On the same June 4, Dr. Tenney talked to seven former Internees and one of their wives. They were forced to labor for four years in Siberia or Mongolia. Both groups were anxious, “What would happen tomorrow?” They shared the same worry-if the end of their life might come before the end of the war, or the liberation from the internment? They both were starved and ate anything they could. Exchanging these common experiences, Tenney shouted in Japanese, “Onaji, onaji.(the same, the same.)”
“You are cowards for surrendering instead of dying for the US president. You are lower than dogs, and we’ll treat you accordingly for the rest of your life.” (O’Donnell POW Camp Commander’s speech) The Internees didn’t receive that contempt. They say Russians were rather appreciative for their labor. The damaged self-esteem was characteristic to the experience of the Allied POWs. When he returned at the age of 25, Tenney thinks he believed himself lower than dogs. Some of the buddies could not recover their self-esteem, but became an alcoholic, divorced or even committed suicide. He feels that Japan is still treating him and his buddies like lowly dogs by not treating them fairly or the same as they treat other POWs. Mr. Toshio Kikuchi was shocked to read the Japanese translation of Dr. Tenney’s book, but he was touched by the comments sent to Dr. Tenney by the primary school pupils near the Hodogaya War Cemetery, where he talked in 2001. Dr. Tenney, who remembers the children, happily clapped. Mr.

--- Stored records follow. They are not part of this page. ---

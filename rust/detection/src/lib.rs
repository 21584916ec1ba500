// This Source Code Form is subject to the terms of the Mozilla Public
// License, v. 2.0. If a copy of the MPL was not distributed with this
// file, You can obtain one at https://mozilla.org/MPL/2.0/.

//! Room and open-area detection from wall geometry
//!
//! Detection runs in stages, each falling back to the next:
//! 1. Segment preparation (snap, heal gaps, split at intersections)
//! 2. Planar graph face walk, envelope faces filtered out
//! 3. Raster flood fill when the graph yields fewer than two regions
//! 4. Merge of both candidate sets, else the whole plan boundary
//!
//! # Usage
//!
//! ```rust,ignore
//! use boxplan_detection::{DetectionConfig, RoomDetector};
//!
//! let detector = RoomDetector::new(DetectionConfig::default());
//! let outcome = detector.detect_plan(&plan);
//! for room in &outcome.rooms {
//!     println!("{} {:?} {:.1} m²", room.id, room.room_type, room.area);
//! }
//! ```

pub mod classifier;
pub mod config;
pub mod face_extractor;
pub mod merge;
pub mod planar_graph;
pub mod raster;
pub mod segment_prep;
pub mod types;

pub use classifier::{classify_by_rules, RoomClassifier, RoomClassify, RoomType};
pub use config::DetectionConfig;
pub use face_extractor::{extract_faces, FaceExtraction, FaceStats};
pub use merge::{merge_candidates, Candidate};
pub use planar_graph::PlanarGraph;
pub use raster::{detect_raster_rooms, RasterOutcome, RasterStats};
pub use segment_prep::{prepare_segments, PrepStats, PreparedSegments};
pub use types::{DetectionMethod, DetectionOutcome, DetectionStats, Room, RoomSource};

use boxplan_geometry::{Bounds, FloorPlan, Rect, WallSegment};
use tracing::{info, warn};

/// Stateless room detector, built per call.
///
/// The only capability it carries is the room classifier.
#[derive(Debug, Clone, Default)]
pub struct RoomDetector {
    config: DetectionConfig,
    classifier: RoomClassifier,
}

impl RoomDetector {
    pub fn new(config: DetectionConfig) -> Self {
        Self {
            config,
            classifier: RoomClassifier::RuleBased,
        }
    }

    pub fn with_classifier(mut self, classifier: RoomClassifier) -> Self {
        self.classifier = classifier;
        self
    }

    pub fn config(&self) -> &DetectionConfig {
        &self.config
    }

    /// Rooms for a whole plan; rooms supplied with the plan bypass detection
    pub fn detect_plan(&self, plan: &FloorPlan) -> DetectionOutcome {
        if let Some(provided) = plan.rooms.as_deref().filter(|r| !r.is_empty()) {
            let rooms: Vec<Room> = provided
                .iter()
                .filter_map(|r| {
                    let polygon = r.outline()?.to_ccw();
                    let room_type = r
                        .room_type
                        .as_deref()
                        .and_then(RoomType::from_label)
                        .unwrap_or_else(|| self.classifier.classify(&polygon));
                    Some((r.id.clone(), polygon, room_type))
                })
                .enumerate()
                .filter_map(|(i, (id, polygon, room_type))| {
                    let id = id.unwrap_or_else(|| room_id(i));
                    Room::from_polygon(id, polygon, room_type, RoomSource::Provided)
                })
                .collect();

            if !rooms.is_empty() {
                info!(rooms = rooms.len(), "Using rooms supplied with the plan");
                return DetectionOutcome {
                    rooms,
                    method: DetectionMethod::Provided,
                    stats: DetectionStats::default(),
                };
            }
            warn!("Supplied rooms have no usable outline, detecting instead");
        }

        self.detect(
            &plan.wall_segments(self.config.min_segment_length),
            &plan.entrance_segments(),
            &plan.forbidden_rects(),
            &plan.bounds,
        )
    }

    /// Detects rooms from walls.
    ///
    /// Entrances and obstacles only take part in the raster fallback, where
    /// they seal door openings and keep obstacle interiors out.
    pub fn detect(
        &self,
        walls: &[WallSegment],
        entrances: &[WallSegment],
        obstacles: &[Rect],
        bounds: &Bounds,
    ) -> DetectionOutcome {
        let mut stats = DetectionStats::default();

        // ─── Step 1: Clean segments ───
        let prepared = prepare_segments(walls, &self.config);
        stats.prep = prepared.stats.clone();

        // ─── Step 2: Graph faces ───
        let mut graph = PlanarGraph::build(&prepared.segments, self.config.coordinate_precision);
        stats.pruned_filaments = graph.prune_filaments();
        let step_limit = self.config.face_step_limit(prepared.segments.len());
        let extraction = extract_faces(&graph, self.config.min_room_area, step_limit);
        stats.faces = extraction.stats.clone();

        let mut candidates: Vec<Candidate> = extraction
            .faces
            .into_iter()
            .map(|f| Candidate::new(f, RoomSource::Graph))
            .collect();

        // ─── Step 3: Raster fallback ───
        if candidates.len() < self.config.min_graph_regions {
            warn!(
                faces = candidates.len(),
                "Graph yielded too few regions, running raster fallback"
            );
            let mut sealed = prepared.segments.clone();
            sealed.extend(entrances.iter().filter(|s| s.is_finite()).copied());
            let raster = detect_raster_rooms(&sealed, obstacles, bounds, &self.config);
            stats.raster = Some(raster.stats.clone());
            candidates.extend(
                raster
                    .polygons
                    .into_iter()
                    .map(|p| Candidate::new(p, RoomSource::Raster)),
            );
        }

        // ─── Step 4: Merge ───
        stats.candidates = candidates.len();
        let mut merged = merge_candidates(candidates, &self.config);
        stats.merged = merged.len();

        if merged.is_empty() {
            warn!("No region detected, using the plan boundary");
            merged.push(Candidate::new(bounds.to_polygon(), RoomSource::Boundary));
        }

        merged.sort_by(|a, b| b.area().total_cmp(&a.area()));
        let method = method_for(&merged);

        let rooms: Vec<Room> = merged
            .into_iter()
            .enumerate()
            .filter_map(|(i, c)| {
                let room_type = self.classifier.classify(&c.polygon);
                Room::from_polygon(room_id(i), c.polygon, room_type, c.source)
            })
            .collect();

        info!(rooms = rooms.len(), method = ?method, "Room detection finished");

        DetectionOutcome {
            rooms,
            method,
            stats,
        }
    }
}

fn room_id(index: usize) -> String {
    format!("room_{:02}", index + 1)
}

fn method_for(candidates: &[Candidate]) -> DetectionMethod {
    let graph = candidates.iter().any(|c| c.source == RoomSource::Graph);
    let raster = candidates.iter().any(|c| c.source == RoomSource::Raster);
    match (graph, raster) {
        (true, true) => DetectionMethod::Hybrid,
        (true, false) => DetectionMethod::Graph,
        (false, true) => DetectionMethod::Raster,
        (false, false) => DetectionMethod::Boundary,
    }
}

#[cfg(test)]
mod tests {
    use super::*;
    use boxplan_geometry::{PlanRoom, Point2D, Shape};

    fn seg(x0: f64, y0: f64, x1: f64, y1: f64) -> WallSegment {
        WallSegment::new(Point2D::new(x0, y0), Point2D::new(x1, y1))
    }

    #[test]
    fn test_no_walls_falls_back_to_boundary() {
        let bounds = Bounds::new(0.0, 0.0, 12.0, 6.0);
        let outcome = RoomDetector::default().detect(&[], &[], &[], &bounds);
        assert_eq!(outcome.method, DetectionMethod::Boundary);
        assert_eq!(outcome.rooms.len(), 1);
        assert!((outcome.rooms[0].area - 72.0).abs() < 1e-9);
        assert_eq!(outcome.rooms[0].id, "room_01");
    }

    #[test]
    fn test_two_rooms_from_graph() {
        let walls = vec![
            seg(0.0, 0.0, 10.0, 0.0),
            seg(10.0, 0.0, 10.0, 8.0),
            seg(10.0, 8.0, 0.0, 8.0),
            seg(0.0, 8.0, 0.0, 0.0),
            seg(5.0, 0.0, 5.0, 8.0),
        ];
        let bounds = Bounds::new(0.0, 0.0, 10.0, 8.0);
        let outcome = RoomDetector::default().detect(&walls, &[], &[], &bounds);
        assert_eq!(outcome.method, DetectionMethod::Graph);
        assert_eq!(outcome.rooms.len(), 2);
        assert!(outcome.stats.raster.is_none());
    }

    #[test]
    fn test_provided_rooms_bypass_detection() {
        let mut plan = FloorPlan::new(Bounds::new(0.0, 0.0, 10.0, 8.0));
        plan.walls.push(Shape::segment(Point2D::new(0.0, 0.0), Point2D::new(10.0, 0.0)));
        plan.rooms = Some(vec![PlanRoom {
            id: Some("store".into()),
            room_type: Some("hall".into()),
            bounds: Some(Bounds::new(1.0, 1.0, 9.0, 7.0)),
            ..Default::default()
        }]);
        let outcome = RoomDetector::default().detect_plan(&plan);
        assert_eq!(outcome.method, DetectionMethod::Provided);
        assert_eq!(outcome.rooms[0].id, "store");
        assert_eq!(outcome.rooms[0].room_type, RoomType::Hall);
        assert_eq!(outcome.rooms[0].source, RoomSource::Provided);
    }
}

Shotaro Kinoshita, who was conscripted and sent to China in March 1945 from his home in Fukuoka asked, “In Fukuoka, remains of soy beans after the beans were squeezed to get oil were rationed, and we boiled them to supply little rice we had. Did you have them?” Tenney replied, “We had just rice. Once the guards brought in some dogs they caught, and we ate them.” Only-rice diet caused beri-beri, which still torments the former POWs with pains, sometimes requiring amputation of toes. According to Dr. Tenney’s book, salt was never supplied so they built a salt-gathering contraption from sea-water, so that the POWs could survive the coal mine labor, where they sweated profusely.
Essay on Siberian/Mongolia
internees
Young
reporters eagerly researched and we are grateful for the four articles, a TV
news, and a radio recording by an institute affiliated to a university. More are
expected to appear in the future.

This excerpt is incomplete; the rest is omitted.